§ What this task involves
Report every line in the listing below where the string "AssistantMessage" shows up.

§ Supplied material

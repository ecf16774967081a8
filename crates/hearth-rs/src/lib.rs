//! Runtime substrate for long-running, resource-bounded, interruptible agent
//! conversations.
//!
//! `hearth-rs` does not talk to users and does not decide what an agent says.
//! It provides the machinery underneath a multi-turn agent so that a
//! conversation can run for hundreds of turns, stream for minutes, and pause
//! for hours without falling over:
//!
//! - **Context window management** ([`context`]): turns a thread's full,
//!   append-only item history into a bounded model input: pair repair,
//!   turn-count trimming, stale tool-result clearing, token-budget enforcement
//!   and LLM-based compaction. The [`Session`](context::session::Session)
//!   wrapper intercepts reads and appends and keeps an incremental token cache.
//!
//! - **Streaming keepalive** ([`api::keepalive`]): wraps a turn's event stream
//!   and injects `{"type":"keepalive"}` events whenever the real stream goes
//!   quiet, so proxies and load balancers do not cut idle connections.
//!
//! - **Suspension** ([`suspension`]): lets a tool park the running turn until
//!   a human answers a group of questions, and lets a later, unrelated request
//!   resume it with exactly that answer.
//!
//! The LLM call and the item store are collaborators behind the
//! [`LlmProvider`](api::provider::LlmProvider) and
//! [`ItemStore`](context::store::ItemStore) traits. A reference orchestrator,
//! [`TurnRunner`](agent::turn::TurnRunner), wires everything together.
//!
//! # Getting started
//!
//! ```ignore
//! use hearth_rs::prelude::*;
//! use std::sync::Arc;
//!
//! let provider = Arc::new(OpenRouterProvider::new(api_key)?);
//! let store: Arc<dyn ItemStore> = Arc::new(InMemoryItemStore::default());
//! let suspensions = SuspensionStore::new();
//!
//! let factory = SessionFactory::new(store).with_summarizer_provider(provider.clone());
//! let session = Arc::new(factory.session("thread-1", &PolicyTier::Standard));
//!
//! let tools = ToolSet::new().with(AskUserTool::new(suspensions.clone()));
//! let runner = TurnRunner::new(provider, tools, TurnConfig::default());
//!
//! let events = with_keepalive(runner.run(session, "Book me a room"), KeepaliveConfig::default());
//! ```
//!
//! # Modules
//!
//! | Module | Description |
//! |--------|-------------|
//! | [`context`] | Budget, trimming, eviction, summarization, sessions, item stores |
//! | [`api`] | Provider seam, retry, stream events, keepalive multiplexer |
//! | [`suspension`] | Question groups, suspension store, `ask_user` tool, question extraction |
//! | [`tools`] | [`Tool`](tools::Tool) trait and [`ToolSet`](tools::ToolSet) dispatch |
//! | [`agent`] | Turn runner and its configuration |

pub mod agent;
pub mod api;
pub mod context;
pub mod prelude;
pub mod suspension;
pub mod tools;

use schemars::JsonSchema;
use serde::{Deserialize, Serialize};
use std::fmt;

// Re-export schemars for downstream crates that define tools.
pub use schemars;

// ── Schema generation ──────────────────────────────────────────────

/// Generate a JSON Schema `serde_json::Value` for a tool argument type.
///
/// # Example
///
/// ```
/// use hearth_rs::json_schema_for;
/// use schemars::JsonSchema;
/// use serde::Deserialize;
///
/// #[derive(Deserialize, JsonSchema)]
/// struct LookupArgs {
///     order_id: String,
/// }
///
/// let schema = json_schema_for::<LookupArgs>();
/// assert_eq!(schema["type"], "object");
/// ```
pub fn json_schema_for<T: JsonSchema>() -> serde_json::Value {
    let schema = schemars::schema_for!(T);
    serde_json::to_value(schema)
        .unwrap_or_else(|_| serde_json::json!({"type": "object", "properties": {}}))
}

// ── Item types ─────────────────────────────────────────────────────

/// What an [`Item`] is. Determines its [`Role`] and how the context
/// pipeline treats it.
#[derive(Serialize, Deserialize, Clone, Copy, Debug, PartialEq, Eq, Hash)]
#[serde(rename_all = "snake_case")]
pub enum ItemKind {
    UserMessage,
    AssistantMessage,
    ToolCall,
    ToolResult,
    SystemNote,
}

impl ItemKind {
    pub fn role(self) -> Role {
        match self {
            ItemKind::UserMessage => Role::User,
            ItemKind::AssistantMessage | ItemKind::ToolCall => Role::Assistant,
            ItemKind::ToolResult => Role::Tool,
            ItemKind::SystemNote => Role::System,
        }
    }
}

/// Wire role of an item.
#[derive(Serialize, Deserialize, Clone, Copy, Debug, PartialEq, Eq)]
#[serde(rename_all = "lowercase")]
pub enum Role {
    System,
    User,
    Assistant,
    Tool,
}

impl fmt::Display for Role {
    fn fmt(&self, f: &mut fmt::Formatter<'_>) -> fmt::Result {
        match self {
            Role::System => write!(f, "system"),
            Role::User => write!(f, "user"),
            Role::Assistant => write!(f, "assistant"),
            Role::Tool => write!(f, "tool"),
        }
    }
}

/// Item payload: plain text or a structured JSON value.
#[derive(Serialize, Deserialize, Clone, Debug, PartialEq)]
#[serde(untagged)]
pub enum Content {
    Text(String),
    Structured(serde_json::Value),
}

impl Content {
    /// The text, if this is a text payload.
    pub fn as_text(&self) -> Option<&str> {
        match self {
            Content::Text(t) => Some(t),
            Content::Structured(_) => None,
        }
    }

    /// Render as a string. Structured payloads are serialized as compact JSON.
    pub fn to_text(&self) -> String {
        match self {
            Content::Text(t) => t.clone(),
            Content::Structured(v) => v.to_string(),
        }
    }

    /// Length in characters of the rendered payload.
    pub fn char_len(&self) -> usize {
        match self {
            Content::Text(t) => t.chars().count(),
            Content::Structured(v) => v.to_string().chars().count(),
        }
    }
}

impl From<String> for Content {
    fn from(s: String) -> Self {
        Content::Text(s)
    }
}

impl From<&str> for Content {
    fn from(s: &str) -> Self {
        Content::Text(s.to_string())
    }
}

impl From<serde_json::Value> for Content {
    fn from(v: serde_json::Value) -> Self {
        Content::Structured(v)
    }
}

/// One entry in a thread's append-only history.
///
/// `tool_call` and `tool_result` items share a `call_id`. Both carry the
/// tool's name in `tool_name` so a cleared result can still say what it was.
#[derive(Serialize, Deserialize, Clone, Debug, PartialEq)]
pub struct Item {
    pub id: String,
    pub kind: ItemKind,
    pub content: Content,
    #[serde(default, skip_serializing_if = "Option::is_none")]
    pub call_id: Option<String>,
    #[serde(default, skip_serializing_if = "Option::is_none")]
    pub tool_name: Option<String>,
}

impl Item {
    fn new(kind: ItemKind, content: Content) -> Self {
        Self {
            id: new_item_id(),
            kind,
            content,
            call_id: None,
            tool_name: None,
        }
    }

    pub fn user(content: impl Into<Content>) -> Self {
        Self::new(ItemKind::UserMessage, content.into())
    }

    pub fn assistant(content: impl Into<Content>) -> Self {
        Self::new(ItemKind::AssistantMessage, content.into())
    }

    pub fn system_note(content: impl Into<Content>) -> Self {
        Self::new(ItemKind::SystemNote, content.into())
    }

    /// A tool invocation requested by the model. `arguments` is the raw JSON
    /// argument payload.
    pub fn tool_call(
        call_id: impl Into<String>,
        tool_name: impl Into<String>,
        arguments: impl Into<Content>,
    ) -> Self {
        let mut item = Self::new(ItemKind::ToolCall, arguments.into());
        item.call_id = Some(call_id.into());
        item.tool_name = Some(tool_name.into());
        item
    }

    pub fn tool_result(
        call_id: impl Into<String>,
        tool_name: impl Into<String>,
        output: impl Into<Content>,
    ) -> Self {
        let mut item = Self::new(ItemKind::ToolResult, output.into());
        item.call_id = Some(call_id.into());
        item.tool_name = Some(tool_name.into());
        item
    }

    /// Replace the generated id with a caller-chosen one.
    pub fn with_id(mut self, id: impl Into<String>) -> Self {
        self.id = id.into();
        self
    }

    pub fn role(&self) -> Role {
        self.kind.role()
    }

    pub fn is_user_message(&self) -> bool {
        self.kind == ItemKind::UserMessage
    }

    pub fn is_system_note(&self) -> bool {
        self.kind == ItemKind::SystemNote
    }

    /// Whether `other` is the `tool_result` answering this `tool_call`.
    pub fn is_answered_by(&self, other: &Item) -> bool {
        self.kind == ItemKind::ToolCall
            && other.kind == ItemKind::ToolResult
            && self.call_id.is_some()
            && self.call_id == other.call_id
    }
}

fn new_item_id() -> String {
    format!("it-{}", uuid::Uuid::new_v4().simple())
}

// ── Tool definition types ──────────────────────────────────────────

/// The type of a tool definition. Currently always `Function`.
#[derive(Serialize, Deserialize, Clone, Debug, PartialEq, Eq)]
pub enum ToolType {
    #[serde(rename = "function")]
    Function,
}

/// Tool definition sent to the model (OpenAI function-calling format).
#[derive(Serialize, Deserialize, Clone, Debug)]
pub struct ToolDef {
    #[serde(rename = "type")]
    pub tool_type: ToolType,
    pub function: FunctionDef,
}

impl ToolDef {
    pub fn new(
        name: impl Into<String>,
        description: impl Into<String>,
        parameters: serde_json::Value,
    ) -> Self {
        Self {
            tool_type: ToolType::Function,
            function: FunctionDef {
                name: name.into(),
                description: description.into(),
                parameters,
            },
        }
    }
}

#[derive(Serialize, Deserialize, Clone, Debug)]
pub struct FunctionDef {
    pub name: String,
    pub description: String,
    pub parameters: serde_json::Value,
}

§ Output for this task
    AssistantMessage,
            ItemKind::AssistantMessage | ItemKind::ToolCall => Role::Assistant,
        Self::new(ItemKind::AssistantMessage, content.into())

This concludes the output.